How does one encapsulate a life of nearly a century into a brief eulogy? Even modern compression software couldn’t do justice to Dad’s life in the time we have today.
For those of us who knew Dad well, he was a warm and affectionate man. He loved to sing, to smile, and to laugh, but of course he had a deeply serious side too. He was a master story-teller, and he loved a good clean joke. Nearly three years ago Dad was in the Freeport hospital with a really bad case of the flu. I called his room hoping to talk to him. He didn’t have his hearing aids in, and it took a minute to get past the “who? Who?” business. Then he said, “Oh, Rob, it’s you. Hey, I just heard a new joke,” and he told me about the city gal who wanted a deer-crossing sign moved so the deer wouldn’t cross the road into her garden. As soon as Dad started telling the joke, I knew that his spirits were high and that he was going to pull through.
Just a couple of months ago when Dad came out of anesthesia for the surgery to put a stent into his esophagus, he told a joke. When my sister asked him where he had come up with that joke he said, “Oh, that’s an old one I heard years ago.” And when he told a good joke, Dad would laugh just as loudly as his listeners. He loved to see people having a good time and enjoying a good joke. And anyone who knew him loved to see him flash that beautiful grin.
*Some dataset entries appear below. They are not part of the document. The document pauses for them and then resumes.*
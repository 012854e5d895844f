//! CLI argument definitions using clap.

use clap::{Parser, Subcommand, ValueEnum};
use std::net::SocketAddr;
use std::path::PathBuf;

/// Frame Broadcaster - publish camera frames to TCP subscribers
#[derive(Parser, Debug)]
#[command(
    name = "frame-broadcaster",
    author,
    version,
    about = "Video frame broadcaster",
    long_about = "Captures encoded video frames and publishes each one to a fixed group of \n\
                  TCP endpoints as `topic | frame index (u64 LE) | payload`.\n\n\
                  Subscribers filter on the topic prefix; a debug filter can withhold \n\
                  every n-th frame to exercise frame-loss handling downstream."
)]
pub struct Cli {
    /// Increase logging verbosity (-v for debug, -vv for trace)
    #[arg(short, long, action = clap::ArgAction::Count, global = true, env = "FRAME_BROADCASTER_VERBOSE")]
    pub verbose: u8,

    /// Suppress all output except warnings and errors
    #[arg(short, long, global = true, conflicts_with = "verbose")]
    pub quiet: bool,

    /// Log output format
    #[arg(
        long,
        value_enum,
        default_value = "pretty",
        global = true,
        env = "FRAME_BROADCASTER_LOG_FORMAT"
    )]
    pub log_format: LogFormat,

    #[command(subcommand)]
    pub command: Commands,
}

/// Available CLI commands
#[derive(Subcommand, Debug)]
pub enum Commands {
    /// Capture frames and publish them
    Run(RunArgs),

    /// Validate configuration file without running
    Validate(ValidateArgs),

    /// Display configuration information
    Info(InfoArgs),

    /// Connect to a publish endpoint and print received frames
    Subscribe(SubscribeArgs),
}

/// Arguments for the `run` command
#[derive(Parser, Debug, Clone)]
pub struct RunArgs {
    /// Path to configuration file (TOML or JSON)
    #[arg(
        short,
        long,
        default_value = "broadcaster.toml",
        env = "FRAME_BROADCASTER_CONFIG"
    )]
    pub config: PathBuf,

    /// Override the publish topic
    #[arg(long, env = "FRAME_BROADCASTER_TOPIC")]
    pub topic: Option<String>,

    /// Override the first endpoint port
    #[arg(long, env = "FRAME_BROADCASTER_BASE_PORT")]
    pub base_port: Option<u16>,

    /// Override the number of identical endpoints
    #[arg(long, env = "FRAME_BROADCASTER_DUPLICATION")]
    pub duplication: Option<usize>,

    /// Override the debug drop divisor (0 disables)
    #[arg(long, env = "FRAME_BROADCASTER_DROP_NTH_FRAME")]
    pub drop_nth_frame: Option<u64>,

    /// Stop after this many captured frames (0 = unlimited)
    #[arg(long, default_value = "0", env = "FRAME_BROADCASTER_MAX_FRAMES")]
    pub max_frames: u64,

    /// Stop after this many seconds (0 = no timeout)
    #[arg(long, default_value = "0", env = "FRAME_BROADCASTER_TIMEOUT")]
    pub timeout: u64,

    /// Metrics server port (0 = disabled)
    #[arg(long, default_value = "0", env = "FRAME_BROADCASTER_METRICS_PORT")]
    pub metrics_port: u16,

    /// Seconds between throughput reports
    #[arg(long, default_value = "5", env = "FRAME_BROADCASTER_REPORT_INTERVAL")]
    pub report_interval: u64,

    /// Validate configuration and exit without binding anything
    #[arg(long)]
    pub dry_run: bool,
}

/// Arguments for the `validate` command
#[derive(Parser, Debug)]
pub struct ValidateArgs {
    /// Path to configuration file to validate
    #[arg(short, long, default_value = "broadcaster.toml")]
    pub config: PathBuf,

    /// Output validation result as JSON
    #[arg(long)]
    pub json: bool,
}

/// Arguments for the `info` command
#[derive(Parser, Debug)]
pub struct InfoArgs {
    /// Path to configuration file
    #[arg(short, long, default_value = "broadcaster.toml")]
    pub config: PathBuf,

    /// Output as JSON
    #[arg(long)]
    pub json: bool,
}

/// Arguments for the `subscribe` command
#[derive(Parser, Debug)]
pub struct SubscribeArgs {
    /// Publish endpoint to connect to
    #[arg(long, default_value = "127.0.0.1:5555", env = "FRAME_BROADCASTER_ADDR")]
    pub addr: SocketAddr,

    /// Topic prefix to filter on
    #[arg(long, default_value = "cam1", env = "FRAME_BROADCASTER_TOPIC")]
    pub topic: String,

    /// Exit after this many frames (0 = until the publisher closes)
    #[arg(long, default_value = "0")]
    pub count: u64,

    /// Print one JSON object per frame
    #[arg(long)]
    pub json: bool,
}

/// Log output format
#[derive(ValueEnum, Clone, Copy, Debug, Default)]
pub enum LogFormat {
    /// JSON structured logging
    Json,
    /// Human-readable pretty format
    #[default]
    Pretty,
    /// Compact single-line format
    Compact,
}

impl From<LogFormat> for observability::LogFormat {
    fn from(format: LogFormat) -> Self {
        match format {
            LogFormat::Json => Self::Json,
            LogFormat::Pretty => Self::Pretty,
            LogFormat::Compact => Self::Compact,
        }
    }
}
//! Publisher metrics for observability
//!
//! Shared between the publisher (owned by the capture callback) and the
//! host loop that reports on it.

use std::sync::atomic::{AtomicU64, Ordering};
use std::time::{SystemTime, UNIX_EPOCH};

/// Counters for one publisher
#[derive(Debug, Default)]
pub struct PublisherMetrics {
    /// Frames handed to `on_frame`
    frames_received: AtomicU64,
    /// Frames withheld by the drop filter
    frames_filtered: AtomicU64,
    /// Frames written to the socket group
    frames_published: AtomicU64,
    /// Successful per-socket writes
    messages_sent: AtomicU64,
    /// Failed per-socket writes
    send_failures: AtomicU64,
    /// Message bytes written, counted once per frame
    bytes_published: AtomicU64,
    /// Index of the most recent frame
    last_frame_index: AtomicU64,
    /// Wall-clock time of the most recent frame (ms since epoch)
    last_write_unix_ms: AtomicU64,
}

impl PublisherMetrics {
    /// Create new metrics instance
    pub fn new() -> Self {
        Self::default()
    }

    /// Record a frame arriving
    pub fn record_received(&self, frame_index: u64) {
        self.frames_received.fetch_add(1, Ordering::Relaxed);
        self.last_frame_index.store(frame_index, Ordering::Relaxed);
        let now_ms = SystemTime::now()
            .duration_since(UNIX_EPOCH)
            .map(|d| d.as_millis() as u64)
            .unwrap_or_default();
        self.last_write_unix_ms.store(now_ms, Ordering::Relaxed);
    }

    /// Increment filtered count
    pub fn inc_filtered(&self) {
        self.frames_filtered.fetch_add(1, Ordering::Relaxed);
    }

    /// Record one fan-out
    pub fn record_fan_out(&self, bytes: usize, sent: usize, failed: usize) {
        self.frames_published.fetch_add(1, Ordering::Relaxed);
        self.bytes_published.fetch_add(bytes as u64, Ordering::Relaxed);
        self.messages_sent.fetch_add(sent as u64, Ordering::Relaxed);
        self.send_failures.fetch_add(failed as u64, Ordering::Relaxed);
    }

    pub fn frames_received(&self) -> u64 {
        self.frames_received.load(Ordering::Relaxed)
    }

    pub fn frames_filtered(&self) -> u64 {
        self.frames_filtered.load(Ordering::Relaxed)
    }

    pub fn frames_published(&self) -> u64 {
        self.frames_published.load(Ordering::Relaxed)
    }

    pub fn messages_sent(&self) -> u64 {
        self.messages_sent.load(Ordering::Relaxed)
    }

    pub fn send_failures(&self) -> u64 {
        self.send_failures.load(Ordering::Relaxed)
    }

    /// Get snapshot of all metrics
    pub fn snapshot(&self) -> MetricsSnapshot {
        MetricsSnapshot {
            frames_received: self.frames_received(),
            frames_filtered: self.frames_filtered(),
            frames_published: self.frames_published(),
            messages_sent: self.messages_sent(),
            send_failures: self.send_failures(),
            bytes_published: self.bytes_published.load(Ordering::Relaxed),
            last_frame_index: self.last_frame_index.load(Ordering::Relaxed),
            last_write_unix_ms: self.last_write_unix_ms.load(Ordering::Relaxed),
        }
    }
}

/// Snapshot of publisher metrics (for reporting)
#[derive(Debug, Clone, Copy, Default, PartialEq, Eq)]
pub struct MetricsSnapshot {
    pub frames_received: u64,
    pub frames_filtered: u64,
    pub frames_published: u64,
    pub messages_sent: u64,
    pub send_failures: u64,
    pub bytes_published: u64,
    pub last_frame_index: u64,
    pub last_write_unix_ms: u64,
}

#[cfg(test)]
mod tests {
    use super::*;

    #[test]
    fn test_snapshot_reflects_counters() {
        let metrics = PublisherMetrics::new();
        metrics.record_received(5);
        metrics.record_received(6);
        metrics.inc_filtered();
        metrics.record_fan_out(100, 2, 1);

        let snap = metrics.snapshot();
        assert_eq!(snap.frames_received, 2);
        assert_eq!(snap.frames_filtered, 1);
        assert_eq!(snap.frames_published, 1);
        assert_eq!(snap.messages_sent, 2);
        assert_eq!(snap.send_failures, 1);
        assert_eq!(snap.bytes_published, 100);
        assert_eq!(snap.last_frame_index, 6);
        assert!(snap.last_write_unix_ms > 0);
    }
}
Through his years of writing stories, Dad has written some really funny ones, but he’s also written a couple of tear-jerkers. The one about my pet deer comes to mind, and another one he mailed me when I lived in France with my family. That latter one told about how their dog would go to the top of the lane every week night to wait for my kids to walk home from the school bus, only to come home whining sadly when they didn’t show up. He used that as a picture of how sad he was that we were gone from the farm. The story ended something like this: “Too long your happy voices have been gone from the farm, and Mother and I are sad for our loss.” Well, Dad, today we are sad for our loss, for the fact that we won’t hear your happy voice around the farmstead, that we won’t be able to hug you, and that we won’t see your brilliant smile.
You could find Dad around the farm most days by listening for his voice. He had a lovely Irish tenor, and he would belt out the hymns and old songs as he went about his work. In the hills, you can hear voices over the sound of a tractor engine, and my brother and I often located Dad out in the field by the song we heard coming from a hillside where he was tilling the soil or working a crop.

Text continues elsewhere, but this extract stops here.